# Saved data entries
————
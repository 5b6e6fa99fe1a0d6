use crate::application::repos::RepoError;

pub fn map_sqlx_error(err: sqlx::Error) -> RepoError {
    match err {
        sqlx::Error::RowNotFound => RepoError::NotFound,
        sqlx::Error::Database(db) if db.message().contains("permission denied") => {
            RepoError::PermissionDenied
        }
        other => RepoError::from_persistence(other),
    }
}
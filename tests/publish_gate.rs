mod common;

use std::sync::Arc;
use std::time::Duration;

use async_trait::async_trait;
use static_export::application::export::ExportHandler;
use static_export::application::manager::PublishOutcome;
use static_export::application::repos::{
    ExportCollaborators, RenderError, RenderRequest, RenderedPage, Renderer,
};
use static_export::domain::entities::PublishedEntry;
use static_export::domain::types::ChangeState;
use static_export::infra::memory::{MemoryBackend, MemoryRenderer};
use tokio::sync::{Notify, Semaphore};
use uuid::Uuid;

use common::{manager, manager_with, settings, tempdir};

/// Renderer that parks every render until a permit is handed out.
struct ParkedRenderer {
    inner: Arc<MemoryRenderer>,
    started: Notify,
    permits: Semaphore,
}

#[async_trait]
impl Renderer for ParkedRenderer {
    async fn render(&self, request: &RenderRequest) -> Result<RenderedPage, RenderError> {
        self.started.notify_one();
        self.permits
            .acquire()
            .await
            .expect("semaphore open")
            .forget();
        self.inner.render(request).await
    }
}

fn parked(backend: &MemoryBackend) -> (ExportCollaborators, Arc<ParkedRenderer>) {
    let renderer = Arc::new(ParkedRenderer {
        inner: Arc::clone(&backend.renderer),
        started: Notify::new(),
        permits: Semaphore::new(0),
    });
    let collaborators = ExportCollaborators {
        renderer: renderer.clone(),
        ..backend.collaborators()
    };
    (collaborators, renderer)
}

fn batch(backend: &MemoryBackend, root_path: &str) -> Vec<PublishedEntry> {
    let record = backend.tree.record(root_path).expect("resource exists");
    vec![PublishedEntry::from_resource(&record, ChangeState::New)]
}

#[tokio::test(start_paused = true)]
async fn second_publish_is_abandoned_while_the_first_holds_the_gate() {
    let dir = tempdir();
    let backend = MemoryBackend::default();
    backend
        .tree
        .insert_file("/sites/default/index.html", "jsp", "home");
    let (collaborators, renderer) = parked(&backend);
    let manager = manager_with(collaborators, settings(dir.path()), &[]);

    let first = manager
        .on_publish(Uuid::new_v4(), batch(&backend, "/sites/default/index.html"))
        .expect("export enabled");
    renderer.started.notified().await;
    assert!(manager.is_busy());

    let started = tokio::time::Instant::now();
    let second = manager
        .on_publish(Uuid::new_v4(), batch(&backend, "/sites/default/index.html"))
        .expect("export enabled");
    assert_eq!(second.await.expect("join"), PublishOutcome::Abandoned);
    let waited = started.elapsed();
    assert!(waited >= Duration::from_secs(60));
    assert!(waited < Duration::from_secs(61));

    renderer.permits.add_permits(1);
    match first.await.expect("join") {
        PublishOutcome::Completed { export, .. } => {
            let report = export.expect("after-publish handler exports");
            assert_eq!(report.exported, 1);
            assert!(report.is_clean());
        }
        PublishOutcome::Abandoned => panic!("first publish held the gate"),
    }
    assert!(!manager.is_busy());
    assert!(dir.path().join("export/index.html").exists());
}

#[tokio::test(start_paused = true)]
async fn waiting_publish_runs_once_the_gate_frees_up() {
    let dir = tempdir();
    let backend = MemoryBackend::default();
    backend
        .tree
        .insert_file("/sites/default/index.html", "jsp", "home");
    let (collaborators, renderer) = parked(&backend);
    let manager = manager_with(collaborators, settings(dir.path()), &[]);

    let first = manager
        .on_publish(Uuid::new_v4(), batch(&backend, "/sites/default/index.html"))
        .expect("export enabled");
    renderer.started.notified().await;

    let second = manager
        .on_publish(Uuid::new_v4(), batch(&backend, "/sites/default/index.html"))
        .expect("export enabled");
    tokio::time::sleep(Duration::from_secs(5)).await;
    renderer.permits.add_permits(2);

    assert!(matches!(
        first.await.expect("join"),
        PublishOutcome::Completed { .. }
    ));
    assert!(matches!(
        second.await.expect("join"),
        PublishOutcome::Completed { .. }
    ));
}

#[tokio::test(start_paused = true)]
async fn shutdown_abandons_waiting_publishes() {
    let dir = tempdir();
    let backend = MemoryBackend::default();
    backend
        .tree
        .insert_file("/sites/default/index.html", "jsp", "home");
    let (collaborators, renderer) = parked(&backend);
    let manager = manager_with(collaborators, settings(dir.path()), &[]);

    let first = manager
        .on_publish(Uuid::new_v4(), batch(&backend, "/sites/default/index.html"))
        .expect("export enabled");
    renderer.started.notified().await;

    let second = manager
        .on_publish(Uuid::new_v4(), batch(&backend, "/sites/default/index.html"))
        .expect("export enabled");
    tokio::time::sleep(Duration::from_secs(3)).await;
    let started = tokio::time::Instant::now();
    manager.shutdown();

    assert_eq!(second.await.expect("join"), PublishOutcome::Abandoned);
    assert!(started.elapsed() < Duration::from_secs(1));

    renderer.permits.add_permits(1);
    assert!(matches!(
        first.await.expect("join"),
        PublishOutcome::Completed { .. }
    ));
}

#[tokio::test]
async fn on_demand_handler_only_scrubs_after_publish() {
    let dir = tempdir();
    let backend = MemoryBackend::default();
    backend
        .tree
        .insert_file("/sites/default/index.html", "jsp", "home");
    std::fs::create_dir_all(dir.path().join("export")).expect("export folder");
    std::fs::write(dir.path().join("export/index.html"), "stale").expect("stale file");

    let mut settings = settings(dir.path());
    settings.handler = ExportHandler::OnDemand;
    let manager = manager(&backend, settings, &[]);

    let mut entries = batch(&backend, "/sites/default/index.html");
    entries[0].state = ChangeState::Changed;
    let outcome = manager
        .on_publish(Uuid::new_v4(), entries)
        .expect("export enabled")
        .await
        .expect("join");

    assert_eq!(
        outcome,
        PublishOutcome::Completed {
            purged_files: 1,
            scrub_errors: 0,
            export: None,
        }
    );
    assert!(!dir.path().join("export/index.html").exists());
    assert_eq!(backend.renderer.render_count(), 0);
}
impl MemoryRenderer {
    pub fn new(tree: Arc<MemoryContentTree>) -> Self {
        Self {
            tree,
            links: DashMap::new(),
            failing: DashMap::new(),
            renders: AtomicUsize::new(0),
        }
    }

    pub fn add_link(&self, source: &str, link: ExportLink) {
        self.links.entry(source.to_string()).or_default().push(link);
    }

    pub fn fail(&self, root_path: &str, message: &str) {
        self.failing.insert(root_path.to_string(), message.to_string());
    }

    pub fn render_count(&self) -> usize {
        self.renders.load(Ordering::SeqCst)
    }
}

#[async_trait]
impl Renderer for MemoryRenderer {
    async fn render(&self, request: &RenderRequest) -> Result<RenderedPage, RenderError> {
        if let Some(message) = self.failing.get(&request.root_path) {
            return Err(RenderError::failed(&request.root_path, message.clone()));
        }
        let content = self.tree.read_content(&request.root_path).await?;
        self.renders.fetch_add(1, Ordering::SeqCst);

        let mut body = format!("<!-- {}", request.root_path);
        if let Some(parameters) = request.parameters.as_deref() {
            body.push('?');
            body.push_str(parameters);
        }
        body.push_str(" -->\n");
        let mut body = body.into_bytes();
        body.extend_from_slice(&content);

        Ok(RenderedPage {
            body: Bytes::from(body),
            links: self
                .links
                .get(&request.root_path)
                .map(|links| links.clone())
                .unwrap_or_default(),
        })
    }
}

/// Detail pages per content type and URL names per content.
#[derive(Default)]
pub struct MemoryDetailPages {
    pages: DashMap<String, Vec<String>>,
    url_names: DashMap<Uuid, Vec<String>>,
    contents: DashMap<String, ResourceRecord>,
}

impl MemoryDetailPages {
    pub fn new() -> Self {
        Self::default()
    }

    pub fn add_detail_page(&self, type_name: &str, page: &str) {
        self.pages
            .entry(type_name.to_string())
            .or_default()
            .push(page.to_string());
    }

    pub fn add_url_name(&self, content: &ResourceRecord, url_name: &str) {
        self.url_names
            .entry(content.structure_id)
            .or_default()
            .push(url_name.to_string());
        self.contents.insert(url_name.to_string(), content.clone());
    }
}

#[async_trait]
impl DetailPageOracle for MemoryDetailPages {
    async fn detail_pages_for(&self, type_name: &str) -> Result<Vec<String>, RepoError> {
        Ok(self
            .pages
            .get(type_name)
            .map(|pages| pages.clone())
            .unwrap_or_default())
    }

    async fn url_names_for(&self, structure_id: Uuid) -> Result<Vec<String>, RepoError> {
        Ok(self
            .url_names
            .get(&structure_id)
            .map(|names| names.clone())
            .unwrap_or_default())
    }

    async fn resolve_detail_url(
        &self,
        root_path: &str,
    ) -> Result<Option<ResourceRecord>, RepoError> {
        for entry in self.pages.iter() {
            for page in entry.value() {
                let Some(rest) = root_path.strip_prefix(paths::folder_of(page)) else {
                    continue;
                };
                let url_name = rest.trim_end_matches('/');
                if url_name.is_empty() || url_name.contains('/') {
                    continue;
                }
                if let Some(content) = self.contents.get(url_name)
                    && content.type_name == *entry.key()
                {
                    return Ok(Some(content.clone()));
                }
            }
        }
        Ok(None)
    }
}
————
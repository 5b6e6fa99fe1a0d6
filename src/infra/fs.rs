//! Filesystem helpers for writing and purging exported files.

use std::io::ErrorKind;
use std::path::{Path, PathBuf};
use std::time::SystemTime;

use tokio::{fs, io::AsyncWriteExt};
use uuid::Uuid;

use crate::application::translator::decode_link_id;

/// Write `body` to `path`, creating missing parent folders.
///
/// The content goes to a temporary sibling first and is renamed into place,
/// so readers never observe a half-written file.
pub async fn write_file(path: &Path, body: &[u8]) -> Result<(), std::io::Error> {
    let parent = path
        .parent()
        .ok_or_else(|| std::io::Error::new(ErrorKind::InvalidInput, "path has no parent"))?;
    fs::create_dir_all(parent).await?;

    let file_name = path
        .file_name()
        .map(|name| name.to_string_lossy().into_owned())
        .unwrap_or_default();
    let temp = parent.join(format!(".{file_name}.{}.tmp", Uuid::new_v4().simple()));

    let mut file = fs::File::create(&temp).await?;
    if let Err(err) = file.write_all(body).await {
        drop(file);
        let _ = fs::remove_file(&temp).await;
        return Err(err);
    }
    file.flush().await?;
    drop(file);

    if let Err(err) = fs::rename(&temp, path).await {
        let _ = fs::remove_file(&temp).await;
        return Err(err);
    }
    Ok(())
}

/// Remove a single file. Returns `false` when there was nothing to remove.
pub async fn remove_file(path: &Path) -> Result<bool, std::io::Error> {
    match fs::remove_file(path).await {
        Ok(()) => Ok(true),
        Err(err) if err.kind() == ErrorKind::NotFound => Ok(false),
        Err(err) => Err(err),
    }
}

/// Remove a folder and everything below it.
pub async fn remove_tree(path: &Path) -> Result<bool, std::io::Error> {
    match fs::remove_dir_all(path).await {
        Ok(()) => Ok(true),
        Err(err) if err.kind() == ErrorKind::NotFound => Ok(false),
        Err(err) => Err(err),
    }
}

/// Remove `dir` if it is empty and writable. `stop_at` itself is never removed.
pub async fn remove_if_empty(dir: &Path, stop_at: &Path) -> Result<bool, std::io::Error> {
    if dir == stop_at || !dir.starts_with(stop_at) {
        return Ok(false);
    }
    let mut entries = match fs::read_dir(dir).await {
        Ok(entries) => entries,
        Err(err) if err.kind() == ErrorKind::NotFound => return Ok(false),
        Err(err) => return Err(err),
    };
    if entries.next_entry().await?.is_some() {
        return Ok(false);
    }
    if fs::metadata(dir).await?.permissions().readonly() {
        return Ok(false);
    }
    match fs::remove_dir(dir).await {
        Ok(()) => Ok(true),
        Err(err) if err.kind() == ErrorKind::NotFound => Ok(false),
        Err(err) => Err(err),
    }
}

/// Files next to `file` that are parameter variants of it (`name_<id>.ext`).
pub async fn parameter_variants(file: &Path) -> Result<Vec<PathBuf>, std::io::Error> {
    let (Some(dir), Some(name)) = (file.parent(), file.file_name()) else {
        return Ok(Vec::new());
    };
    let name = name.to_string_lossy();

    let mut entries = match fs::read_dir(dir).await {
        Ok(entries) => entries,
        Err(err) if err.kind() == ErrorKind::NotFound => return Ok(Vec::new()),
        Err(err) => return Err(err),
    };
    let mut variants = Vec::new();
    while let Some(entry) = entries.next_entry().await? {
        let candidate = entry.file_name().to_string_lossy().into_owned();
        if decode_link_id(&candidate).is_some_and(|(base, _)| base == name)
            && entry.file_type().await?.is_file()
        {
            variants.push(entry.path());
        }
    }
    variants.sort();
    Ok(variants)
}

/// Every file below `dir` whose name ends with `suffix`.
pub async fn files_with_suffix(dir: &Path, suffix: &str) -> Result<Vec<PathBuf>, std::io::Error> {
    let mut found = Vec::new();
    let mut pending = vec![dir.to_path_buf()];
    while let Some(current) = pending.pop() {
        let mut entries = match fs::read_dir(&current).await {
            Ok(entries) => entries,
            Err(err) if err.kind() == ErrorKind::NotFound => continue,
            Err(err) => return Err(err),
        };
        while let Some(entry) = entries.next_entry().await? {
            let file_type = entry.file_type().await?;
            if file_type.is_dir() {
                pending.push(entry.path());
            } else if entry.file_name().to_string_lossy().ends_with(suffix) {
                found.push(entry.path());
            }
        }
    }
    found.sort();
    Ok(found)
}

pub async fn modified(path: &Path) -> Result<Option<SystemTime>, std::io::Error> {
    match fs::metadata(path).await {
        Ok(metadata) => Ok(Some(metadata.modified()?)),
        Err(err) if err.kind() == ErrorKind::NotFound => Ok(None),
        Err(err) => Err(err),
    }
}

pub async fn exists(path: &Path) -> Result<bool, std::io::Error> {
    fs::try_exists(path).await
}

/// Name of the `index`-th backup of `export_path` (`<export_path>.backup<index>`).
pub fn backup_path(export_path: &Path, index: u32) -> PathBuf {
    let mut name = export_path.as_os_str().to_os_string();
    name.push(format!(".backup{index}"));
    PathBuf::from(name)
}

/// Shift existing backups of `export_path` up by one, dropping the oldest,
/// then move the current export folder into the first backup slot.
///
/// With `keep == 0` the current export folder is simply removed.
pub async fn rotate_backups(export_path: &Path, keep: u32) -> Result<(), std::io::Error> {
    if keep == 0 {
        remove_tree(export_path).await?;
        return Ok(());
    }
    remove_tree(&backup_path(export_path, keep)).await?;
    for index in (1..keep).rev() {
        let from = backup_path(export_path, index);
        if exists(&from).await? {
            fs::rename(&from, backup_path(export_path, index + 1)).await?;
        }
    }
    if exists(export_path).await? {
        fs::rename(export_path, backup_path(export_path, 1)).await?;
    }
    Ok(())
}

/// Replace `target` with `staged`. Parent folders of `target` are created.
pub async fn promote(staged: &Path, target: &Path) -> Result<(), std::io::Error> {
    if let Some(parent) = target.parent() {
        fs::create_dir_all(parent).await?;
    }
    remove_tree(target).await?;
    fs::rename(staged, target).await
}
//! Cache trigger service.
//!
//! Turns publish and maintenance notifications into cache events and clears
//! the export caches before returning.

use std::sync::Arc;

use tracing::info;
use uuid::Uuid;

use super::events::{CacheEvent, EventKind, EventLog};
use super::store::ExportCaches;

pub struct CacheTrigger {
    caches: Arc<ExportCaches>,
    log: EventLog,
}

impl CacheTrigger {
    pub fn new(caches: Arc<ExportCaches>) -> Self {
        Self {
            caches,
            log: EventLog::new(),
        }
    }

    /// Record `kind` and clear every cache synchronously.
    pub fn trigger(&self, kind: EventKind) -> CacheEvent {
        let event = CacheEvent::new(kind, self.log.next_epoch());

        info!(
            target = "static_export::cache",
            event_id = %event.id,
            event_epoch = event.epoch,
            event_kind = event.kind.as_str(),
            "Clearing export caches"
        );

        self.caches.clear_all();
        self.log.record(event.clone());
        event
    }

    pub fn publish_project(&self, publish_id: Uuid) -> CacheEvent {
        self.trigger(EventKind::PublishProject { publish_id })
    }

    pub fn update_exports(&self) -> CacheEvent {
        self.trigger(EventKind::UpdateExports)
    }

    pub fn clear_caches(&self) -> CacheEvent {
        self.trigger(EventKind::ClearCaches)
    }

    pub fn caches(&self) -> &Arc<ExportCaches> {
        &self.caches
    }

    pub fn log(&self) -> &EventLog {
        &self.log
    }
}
————
# What is required
Find each line in the data above with the word "RepoError", then copy it.

# Response to this exercise
use crate::application::repos::RepoError;
pub fn map_sqlx_error(err: sqlx::Error) -> RepoError {
        sqlx::Error::RowNotFound => RepoError::NotFound,
            RepoError::PermissionDenied
        other => RepoError::from_persistence(other),
    async fn detail_pages_for(&self, type_name: &str) -> Result<Vec<String>, RepoError> {
    async fn url_names_for(&self, structure_id: Uuid) -> Result<Vec<String>, RepoError> {
    ) -> Result<Option<ResourceRecord>, RepoError> {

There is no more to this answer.